By the time I reached college my habits became truly bizarre. Once there, I could go about attempting to be too thin unfettered by my parents. I began living off 1 bullion cube a day, eating cotton to avoid feeling hungry, taking 10-20 ephedrine pills per day, and having weekly binges in which I would routinely eat $200 worth of groceries in a sitting and promptly purge. I fought desperately against the fact I reached 100 pounds, and I did so brutally. One spring break I went shopping with a friend from the dorm. I was 20 years old at this point and the size 0 at Old Navy was too big. I fit into the large size children’s clothing. I felt like that was a huge achievement...I did not realize all the sales people, my friend, everyone was horrified...I kept on...

Once in law school, after 10 years of dysfunctional behavior, I fell in love with a fellow law student who ended up be a complete ass who broke my heart over and over again, but the one thing he did was watch my behavior. He urged over and over for me to reenter treatment, and worked with my family to try to get me help, etc. I refused naturally, until one morning. It was our second year and we had been up nearly all night studying for finals. I woke up and felt strangely hot, I stumbled to my bathroom and began vomiting blood, I blacked out and walked through my hall I am told now that I was crawling...The boyfriend picked me up and said I felt cold to the touch, I remember feeling like I was burning up. He rushed me to a hospital. As it turns out I had a heart attack. At age 22 I had a heart attack! Not only did I have a heart attack, I had several problems. I was malnourished, dehydrated and had a severe electrolyte imbalance which caused the heart attack. I had adema, muscular atrophy, tearing in my esophagus, gastrointestinal bleeding, thrombocytopenia causing me to have suppressed immune system, ketoacidosis, osteopenia (thing preosteporosis), I had not had a period in 3 years (I now may be unable to have children), my teeth that were rotting from vomiting (I did not choose my veneers I had to get them), I had a heart arrhythmia, and peptic ulcers. Essentially I had the body of someone 30-40 years older than I was. All to be thin, all because I could not stop comparing.

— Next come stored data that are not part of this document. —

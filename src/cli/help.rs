use crate::cli::io;
use crate::cli::output::section as output_section;
use crate::cli::registry::{CommandEntry, CommandRegistry};

pub fn print_overview(registry: &CommandRegistry) {
    output_section("Available commands");
    for entry in registry.list() {
        io::print_info(format!("  {:<12} {}", entry.name, entry.description));
    }
    io::print_info("Use `help <command>` for details.");
}

pub fn print_command(entry: &CommandEntry) {
    output_section(format!("Help: {}", entry.name));
    io::print_info(format!("  Description: {}", entry.description));
    io::print_info(format!("  Usage: {}", entry.usage));
}
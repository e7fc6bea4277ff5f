use crate::cli::core::{parse_amount, required_arg, CommandError, CommandResult, ShellContext};
use crate::cli::io;
use crate::cli::output::{line, section as output_section};
use crate::cli::registry::CommandEntry;

const SET_USAGE: &str = "set <setting> <value>";
const SETTING_NAMES: &[&str] = &[
    "amount-tolerance",
    "date-window-days",
    "minimum-score",
    "require-description-match",
    "require-amount-match",
    "require-date-window",
    "manual-match-tolerance",
];

pub(crate) fn definitions() -> Vec<CommandEntry> {
    vec![
        CommandEntry::new("settings", "Show matching settings", "settings", cmd_settings),
        CommandEntry::new("set", "Change a matching setting", SET_USAGE, cmd_set)
            .completing(0, SETTING_NAMES),
    ]
}

fn cmd_settings(context: &mut ShellContext, _args: &[&str]) -> CommandResult {
    let settings = context.settings();
    output_section("Matching settings");
    line(format!("  amount-tolerance          {:.2}", settings.amount_tolerance));
    line(format!("  date-window-days          {}", settings.date_window_days));
    line(format!("  minimum-score             {}", settings.minimum_score));
    line(format!("  require-description-match {}", settings.require_description_match));
    line(format!("  require-amount-match      {}", settings.require_amount_match));
    line(format!("  require-date-window       {}", settings.require_date_window));
    line(format!(
        "  manual-match-tolerance    {:.2}",
        context.config.manual_match_tolerance
    ));
    line(format!("  config file               {}", context.config_manager.path().display()));
    Ok(())
}

fn cmd_set(context: &mut ShellContext, args: &[&str]) -> CommandResult {
    let name = required_arg(args, 0, SET_USAGE)?;
    let value = required_arg(args, 1, SET_USAGE)?;

    let applied = context
        .config
        .matching
        .apply(name, value)
        .map_err(CommandError::InvalidArguments)?;
    if !applied {
        if name.replace(['-', '_'], "").eq_ignore_ascii_case("manualmatchtolerance") {
            context.config.manual_match_tolerance = parse_amount(value)?;
        } else {
            return Err(CommandError::InvalidArguments(format!(
                "unknown setting `{}`; see `settings`",
                name
            )));
        }
    }

    context.persist_config()?;
    io::print_success(format!("{} = {}", name, value));
    Ok(())
}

Today I still struggle. Just recently I had a horrible break up and of course I found myself fasting. I am somehow psychologically immune to feeling hunger; this has been profoundly negative in terms of trying to have normal eating habits. I am overly self critical and sometimes become depressed. I still have to attend regular therapy. I tell you all this because there was a point at which I had a problem, I knew it, could have gotten help and chose not to. I live with the consequences today, but it is not just me that does it is my loved ones, my friends, my family, the people that I burned over the years to hide my problem or because I was so unbalanced I did not realize I was doing it. Please find help for yourself before things come to this.